**Work instruction**
The records that follow are to be transcribed exactly.
========================
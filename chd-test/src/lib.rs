//! A symbol table built by the build script and loaded straight from the binary.

use chd::{Error, Table};
use std::sync::OnceLock;

/// The encoded table, embedded at compile time.
static SYMBOLS: &[u8] = include_bytes!(concat!(env!("OUT_DIR"), "/symbols.chd"));

/// Get the embedded symbol table.
///
/// The table is loaded without copying on first use and shared afterwards.
///
/// # Errors
///
/// Fails if the embedded table was written by an incompatible version of `chd`.
#[inline]
pub fn symbols() -> Result<&'static Table<'static>, &'static Error> {
    static TABLE: OnceLock<chd::Result<Table<'static>>> = OnceLock::new();
    TABLE
        .get_or_init(|| Table::load_from_bytes(SYMBOLS, false))
        .as_ref()
}

/// Look up the address of a symbol.
#[inline]
pub fn address(name: &str) -> Option<u64> {
    symbols().ok()?.get_u64(name.as_bytes())
}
========================
**Solution for this task**
filename chd-test/src/lib.rs
//! A symbol table built by the build script and loaded straight from the binary.

use chd::{Error, Table};
use std::sync::OnceLock;

/// The encoded table, embedded at compile time.
static SYMBOLS: &[u8] = include_bytes!(concat!(env!("OUT_DIR"), "/symbols.chd"));

/// Get the embedded symbol table.
///
/// The table is loaded without copying on first use and shared afterwards.
///
/// # Errors
///
/// Fails if the embedded table was written by an incompatible version of `chd`.
#[inline]
pub fn symbols() -> Result<&'static Table<'static>, &'static Error> {
    static TABLE: OnceLock<chd::Result<Table<'static>>> = OnceLock::new();
    TABLE
        .get_or_init(|| Table::load_from_bytes(SYMBOLS, false))
        .as_ref()
}

/// Look up the address of a symbol.
#[inline]
pub fn address(name: &str) -> Option<u64> {
    symbols().ok()?.get_u64(name.as_bytes())
}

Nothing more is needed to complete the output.